On 8/5/05, Amit Dang <[EMAIL PROTECTED]> wrote:
> Hi Vadiraj,
> The statement " Take it for granted you get either 4 byte or 8 byte boundary
> but never 1 byte." you made is it generic or just valid for the structure in
> question? If its generic then I have a question.
> Why the size of
> struct {
>    char i;
>    char j;
>    char k;
> } is 3 ? (gcc 2.96 on Linux 32-bit machine).

Because the alignment requirement for this structure is 1, it is
byte-aligned.  A structure is padded and properly aligned only if one
of its members requires more than a single byte of storage. Take a
look at this:

        struct a {
                char  a;
                int    :0;
                char  b;
        };

its size is 3, since it's byte-aligned also.  This rule does not hold
for the structure

        struct b {
                char  a;
                short s;
        }

since one member, here s, requires more than one byte of storage and
must be aligned to a 4 byte boundary (4 is the smallest possible
multiple of 2 larger than 3) resulting in sizeof(b) == 4.

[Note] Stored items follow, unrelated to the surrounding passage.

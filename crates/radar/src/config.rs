use std::time::Duration;

use serde_json::Value;
use tracing::{debug, warn};

use crate::color::{parse_color, BackgroundStyle, Palette, Rgba};
use crate::hud::HudPosition;
use crate::settings::{SettingKey, SettingsError, SettingsStore};

pub const RADAR_SIZE_MIN_PX: u32 = 50;
pub const RADAR_SIZE_MAX_PX: u32 = 300;
pub const BLIP_SIZE_MIN_PX: f32 = 2.0;
pub const BLIP_SIZE_MAX_PX: f32 = 10.0;
pub const MAX_DISTANCE_MIN: f32 = 5.0;
pub const MAX_DISTANCE_MAX: f32 = 100.0;
pub const DEFAULT_RING_COUNT: u32 = 4;
const MAX_RING_COUNT: usize = 64;

/// Where range rings sit between the center and the maximum distance.
#[derive(Debug, Clone, Copy, PartialEq)]
pub enum RingPolicy {
    /// `n` evenly spaced rings, the last one at the maximum distance.
    FixedCount(u32),
    /// A ring every `step` units up to and including the maximum distance.
    FixedStep(f32),
}

impl RingPolicy {
    pub fn ring_distances(&self, max_distance: f32) -> Vec<f32> {
        if !(max_distance.is_finite() && max_distance > 0.0) {
            return Vec::new();
        }
        match *self {
            RingPolicy::FixedCount(count) => (1..=count.min(MAX_RING_COUNT as u32))
                .map(|index| index as f32 * max_distance / count as f32)
                .collect(),
            RingPolicy::FixedStep(step) if step.is_finite() && step > 0.0 => {
                // Steps too fine for the ring cap widen so the rings still reach the edge.
                let step = step.max(max_distance / MAX_RING_COUNT as f32);
                (1..=MAX_RING_COUNT)
                    .map(|index| index as f32 * step)
                    .take_while(|distance| *distance <= max_distance * (1.0 + f32::EPSILON))
                    .collect()
            }
            RingPolicy::FixedStep(_) => Vec::new(),
        }
    }
}

#[derive(Debug, Clone, Copy, PartialEq, Eq)]
pub struct RadarOptions {
    pub debounce: Duration,
    pub readiness_poll: Duration,
}

impl Default for RadarOptions {
    fn default() -> Self {
        Self {
            debounce: Duration::from_millis(100),
            readiness_poll: Duration::from_millis(100),
        }
    }
}

/// Settings snapshot taken at the start of a render pass.
#[derive(Debug, Clone, PartialEq)]
pub struct RadarConfig {
    pub palette: Palette,
    pub self_color: Rgba,
    pub background: BackgroundStyle,
    pub size_px: u32,
    pub blip_size_px: f32,
    pub max_distance: f32,
    pub show_range_rings: bool,
    pub ring_color: Rgba,
    pub ring_policy: RingPolicy,
    pub use_sensor_range: bool,
}

impl Default for RadarConfig {
    fn default() -> Self {
        Self {
            palette: Palette {
                friendly: [0, 255, 0, 255],
                neutral: [255, 255, 0, 255],
                hostile: [255, 0, 0, 255],
            },
            self_color: [0, 255, 0, 255],
            background: BackgroundStyle::RadialGradient {
                inner: [0, 255, 0, 38],
                outer: [0, 0, 0, 230],
            },
            size_px: 150,
            blip_size_px: 4.0,
            max_distance: 30.0,
            show_range_rings: true,
            ring_color: [0, 255, 0, 51],
            ring_policy: RingPolicy::FixedCount(DEFAULT_RING_COUNT),
            use_sensor_range: false,
        }
    }
}

impl RadarConfig {
    /// Decodes every key independently; anything missing or invalid keeps
    /// its default so one bad value never blocks a frame.
    pub fn read(store: &dyn SettingsStore) -> Self {
        let defaults = Self::default();
        Self {
            palette: Palette {
                friendly: read_setting(
                    store,
                    SettingKey::FriendlyColor,
                    decode_color,
                    defaults.palette.friendly,
                ),
                neutral: read_setting(
                    store,
                    SettingKey::NeutralColor,
                    decode_color,
                    defaults.palette.neutral,
                ),
                hostile: read_setting(
                    store,
                    SettingKey::HostileColor,
                    decode_color,
                    defaults.palette.hostile,
                ),
            },
            self_color: read_setting(
                store,
                SettingKey::SelfColor,
                decode_color,
                defaults.self_color,
            ),
            background: read_setting(
                store,
                SettingKey::BackgroundGradient,
                decode_background,
                defaults.background,
            ),
            size_px: read_setting(
                store,
                SettingKey::RadarSize,
                |value| {
                    decode_number(value).map(|size| {
                        clamp_logged(
                            SettingKey::RadarSize,
                            size.round(),
                            RADAR_SIZE_MIN_PX as f32,
                            RADAR_SIZE_MAX_PX as f32,
                        ) as u32
                    })
                },
                defaults.size_px,
            ),
            blip_size_px: read_setting(
                store,
                SettingKey::BlipSize,
                |value| {
                    decode_number(value).map(|size| {
                        clamp_logged(SettingKey::BlipSize, size, BLIP_SIZE_MIN_PX, BLIP_SIZE_MAX_PX)
                    })
                },
                defaults.blip_size_px,
            ),
            max_distance: read_setting(
                store,
                SettingKey::MaxDistance,
                |value| {
                    decode_number(value).map(|distance| {
                        clamp_logged(
                            SettingKey::MaxDistance,
                            distance,
                            MAX_DISTANCE_MIN,
                            MAX_DISTANCE_MAX,
                        )
                    })
                },
                defaults.max_distance,
            ),
            show_range_rings: read_setting(
                store,
                SettingKey::ShowRangeRings,
                decode_flag,
                defaults.show_range_rings,
            ),
            ring_color: read_setting(
                store,
                SettingKey::RangeRingColor,
                decode_color,
                defaults.ring_color,
            ),
            ring_policy: read_setting(
                store,
                SettingKey::RangeRingStep,
                decode_ring_policy,
                defaults.ring_policy,
            ),
            use_sensor_range: read_setting(
                store,
                SettingKey::UseSensorRange,
                decode_flag,
                defaults.use_sensor_range,
            ),
        }
    }

    pub fn display_radius(&self) -> f32 {
        self.size_px as f32 * 0.5
    }
}

pub fn read_position(store: &dyn SettingsStore) -> HudPosition {
    read_setting(
        store,
        SettingKey::Position,
        |value| {
            serde_path_to_error::deserialize::<_, HudPosition>(value.clone()).map_err(|error| {
                let path = error.path().to_string();
                format!("{path}: {}", error.into_inner())
            })
        },
        HudPosition::default(),
    )
}

pub fn write_position(
    store: &mut dyn SettingsStore,
    position: &HudPosition,
) -> Result<(), SettingsError> {
    let value = serde_json::to_value(position).map_err(SettingsError::Encode)?;
    store.set(SettingKey::Position, value)
}

fn read_setting<T>(
    store: &dyn SettingsStore,
    key: SettingKey,
    decode: impl Fn(&Value) -> Result<T, String>,
    fallback: T,
) -> T {
    let Some(value) = store.get(key) else {
        return fallback;
    };
    match decode(&value) {
        Ok(decoded) => decoded,
        Err(reason) => {
            warn!(
                key = key.name(),
                value = %value,
                reason = reason.as_str(),
                "settings_value_invalid"
            );
            fallback
        }
    }
}

fn decode_color(value: &Value) -> Result<Rgba, String> {
    let text = value.as_str().ok_or("expected a color string")?;
    parse_color(text).map_err(|error| error.to_string())
}

fn decode_background(value: &Value) -> Result<BackgroundStyle, String> {
    let text = value.as_str().ok_or("expected a background string")?;
    BackgroundStyle::parse(text).map_err(|error| error.to_string())
}

// Form submissions store numbers as strings.
fn decode_number(value: &Value) -> Result<f32, String> {
    let number = match value {
        Value::Number(number) => number.as_f64(),
        Value::String(text) => text.trim().parse::<f64>().ok(),
        _ => None,
    }
    .filter(|number| number.is_finite())
    .ok_or("expected a finite number")?;
    Ok(number as f32)
}

// Checkbox submissions arrive as "on" or are missing entirely.
fn decode_flag(value: &Value) -> Result<bool, String> {
    match value {
        Value::Bool(flag) => Ok(*flag),
        Value::String(text) => match text.trim() {
            "on" | "true" => Ok(true),
            "off" | "false" | "" => Ok(false),
            other => Err(format!("expected a boolean, got `{other}`")),
        },
        Value::Null => Ok(false),
        _ => Err("expected a boolean".to_string()),
    }
}

fn decode_ring_policy(value: &Value) -> Result<RingPolicy, String> {
    let step = decode_number(value)?;
    if step < 0.0 {
        return Err(format!("ring step must not be negative, got {step}"));
    }
    if step == 0.0 {
        Ok(RingPolicy::FixedCount(DEFAULT_RING_COUNT))
    } else {
        Ok(RingPolicy::FixedStep(step))
    }
}

fn clamp_logged(key: SettingKey, value: f32, min: f32, max: f32) -> f32 {
    let clamped = value.clamp(min, max);
    if clamped != value {
        debug!(key = key.name(), value, clamped, "settings_value_clamped");
    }
    clamped
}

> What I have understood atleast for gcc compiler Linux 32-bit machine is
> that, Maximum byte boundary is 4.

True for int, but double and long long will always be 8 byte aligned by default.

> equal to minimum of (4 or field with maximum size (within the structure)).
> i.e. for the above example maximum field size if 1 and min (4, 1) = 1, so
> structure is aligned to 1 byte.
> If I have following structure
> struct {
>    short i;
>    char j;
> } its size will be 4.

True.
 
> if i modify the above struct to
> struct {
>    int i;
>    char j;
> } its size will be 8.

Yes, exactly.

> Now modifying int to long long in the above structure will have a size of
> 12 not 16 because byte alignment min (4, 8) = 4.

No, it will have a size of 16 because the alignment requirement for
this structure is a multiple of its largest member.  long long and
double is always double word aligned.